Layoffs have many layered, long term effects.  Users and buyers at customer installations will be faced with some very difficult and immediate cost-cutting decisions.

For software companies, that means familiar users and buyers may disappear or “go dark”.  This triggers a cycle which could slow software releases or cause product stagnation.  None of this helps the case for software upgrades or roll-outs.

Savings as a Service?

During cost-cutting season, users will look under every rock for opportunities to keep their teams employed and food on the table.  If users look under your “rock” and find a shiny new replacement technology with promise, you’ve got problems.

Everyone’s heard of “the cloud” right?  Vendors offering tangible, useful services in the cloud may help IT staff and users alike carve out narrow savings and innovation opportunities.

Software as a service (SaaS), Infrastructure as a Service (IaaS), Platform as a Service (PaaS) and even Datacenters as a Service (DaaS?) have all received  much attention in the recent past (much like SOA used to).  Heck, I even wrote a couple articles about SaaS and manufacturing in 2008.  The cloud is now chock full of capable, credible options.

Remember: upgrades are ugly, so if the cloud fixes a problem appropriately, it’s on the table.

However, disrupting the status quo is a difficult decision.  The switching costs associated with swapping out an existing application or infrastructure may be too great to undertake as customer staff and support wane.
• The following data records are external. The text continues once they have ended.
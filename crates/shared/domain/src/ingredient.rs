use crate::RecordId;
use pantry_derive::api_model;

/// An ingredient record. `quantity` is free text ("1 cup", "2 cloves"), never parsed.
#[api_model]
#[derive(Clone, PartialEq, Eq)]
pub struct Ingredient {
    #[cfg_attr(feature = "server", schema(value_type = String, example = "1"))]
    pub id: RecordId,
    #[cfg_attr(feature = "server", schema(example = "Chicken"))]
    pub name: String,
    #[cfg_attr(feature = "server", schema(example = "500 g"))]
    pub quantity: String,
}
use config::{Config, Environment, File, Map};
use serde::de::DeserializeOwned;
use std::borrow::Cow;
use std::path::{Path, PathBuf};
use tracing::info;

/// Prefix for environment overrides, e.g. `PANTRY__SERVER__PORT=8080`.
pub const ENV_PREFIX: &str = "PANTRY";

/// File consulted when no path is given. The extension is resolved by the `config` crate.
pub const DEFAULT_CONFIG_FILE: &str = "server";

#[pantry_derive::pantry_error]
pub enum ConfigError {
    #[error("Config error{}: {source}", format_context(.context))]
    Config { source: config::ConfigError, context: Option<Cow<'static, str>> },
}

/// Loads configuration from a file overlaid with environment variables.
///
/// 1. **Base file**: `path`, or `server.{toml,json,yaml,...}` in the working directory.
///    An explicit path must exist; the default file is optional so a bare binary starts
///    with built-in defaults.
/// 2. **Environment**: variables prefixed with `PANTRY__`, nested keys separated by `__`
///    (`PANTRY__CATALOG__SEED` maps to `catalog.seed`). Values stay strings until the
///    target field asks for a number, so `PANTRY__CATALOG__SEED=2024` is the path `2024`.
///
/// # Errors
/// * The explicit file is missing or unreadable.
/// * The merged values do not deserialize into `T`.
///
/// # Example
/// ```rust
/// use pantry_kernel::config::load_config;
///
/// #[derive(Default, serde::Deserialize)]
/// struct AppConfig {
///     port: u16,
/// }
///
/// let cfg: AppConfig = load_config(Some("config/local")).unwrap_or_default();
/// ```
pub fn load_config<T>(path: Option<impl AsRef<Path>>) -> Result<T, ConfigError>
where
    T: DeserializeOwned,
{
    load_config_with_env(path, None::<Vec<(String, String)>>)
}

/// [`load_config`] with the environment taken from `env` instead of the process.
/// `None` reads the process environment.
///
/// # Errors
/// See [`load_config`].
pub fn load_config_with_env<T, E>(path: Option<impl AsRef<Path>>, env: Option<E>) -> Result<T, ConfigError>
where
    T: DeserializeOwned,
    E: IntoIterator<Item = (String, String)>,
{
    let required = path.is_some();
    let effective_path =
        path.map_or_else(|| PathBuf::from(DEFAULT_CONFIG_FILE), |p| p.as_ref().to_path_buf());

    let environment = Environment::with_prefix(ENV_PREFIX)
        .prefix_separator("__")
        .separator("__")
        .source(env.map(|vars| vars.into_iter().collect::<Map<String, String>>()));

    let builder = Config::builder()
        .add_source(File::from(effective_path.as_path()).required(required))
        .add_source(environment);

    info!("Loading config from {}", effective_path.display());

    let config = builder
        .build()
        .context("Failed to build config")?
        .try_deserialize::<T>()
        .context("Failed to deserialize config")?;

    Ok(config)
}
But trading on fear, uncertainty and doubt is not the answer.

Get tangible before the pressure builds

Immediate value is something vendors need to demonstrate hand-in-hand with users to maintain relevancy.  Working with customers early to understand their objectives can keep their user support base on staff while uncovering new, valuable opportunities.

Know your landscape: vendors threatened by the cloud or that lack a “cloud positioning strategy” had better create one. 

Adopting a proactive stance may turn a potential liability into an asset and transform a “cost savings” argument for displacement into “new value” built on existing assets.